Exercise brief:
Show all lines of the entries in which the word "that" is found.

Collected data:
##########

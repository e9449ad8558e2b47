//! Session notifications for the presentation layer.

use super::types::{ElementId, FallOutcome};

/// Something the session did that a collaborator may want to react to.
#[derive(Debug, Clone, PartialEq)]
pub enum SessionEvent {
    Spawned { id: ElementId, x: f64 },
    Tapped { id: ElementId, score: u32 },
    Resolved { id: ElementId, outcome: FallOutcome },
    GameOver { final_score: u32 },
    Restarted,
}

/// Receives every [`SessionEvent`] in the order it happened.
pub trait SessionObserver {
    fn on_event(&mut self, event: &SessionEvent);
}

/// Observer that keeps every event it sees. Cloning shares the same log.
#[derive(Debug, Clone, Default)]
pub struct EventLog {
    events: std::sync::Arc<std::sync::Mutex<Vec<SessionEvent>>>,
}

impl EventLog {
    pub fn new() -> Self {
        Self::default()
    }

    /// Take all recorded events, leaving the log empty.
    pub fn drain(&self) -> Vec<SessionEvent> {
        match self.events.lock() {
            Ok(mut events) => std::mem::take(&mut *events),
            Err(poisoned) => std::mem::take(&mut *poisoned.into_inner()),
        }
    }

    pub fn len(&self) -> usize {
        self.events.lock().map(|e| e.len()).unwrap_or(0)
    }

    pub fn is_empty(&self) -> bool {
        self.len() == 0
    }
}

impl SessionObserver for EventLog {
    fn on_event(&mut self, event: &SessionEvent) {
        if let Ok(mut events) = self.events.lock() {
            events.push(event.clone());
        }
    }
}

/// Observer that forwards events to `tracing`.
#[derive(Debug, Clone, Copy, Default)]
pub struct TracingObserver;

impl SessionObserver for TracingObserver {
    fn on_event(&mut self, event: &SessionEvent) {
        match event {
            SessionEvent::Spawned { id, x } => {
                tracing::debug!(element = %id, x = *x, "element spawned");
            }
            SessionEvent::Tapped { id, score } => {
                tracing::debug!(element = %id, score = *score, "element tapped");
            }
            SessionEvent::Resolved { id, outcome } => {
                tracing::debug!(element = %id, ?outcome, "element reached bottom");
            }
            SessionEvent::GameOver { final_score } => {
                tracing::info!(final_score = *final_score, "game over");
            }
            SessionEvent::Restarted => {
                tracing::info!("session restarted");
            }
        }
    }
}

##########

Exercise result:
/// Something the session did that a collaborator may want to react to.
/// Observer that keeps every event it sees. Cloning shares the same log.
/// Observer that forwards events to `tracing`.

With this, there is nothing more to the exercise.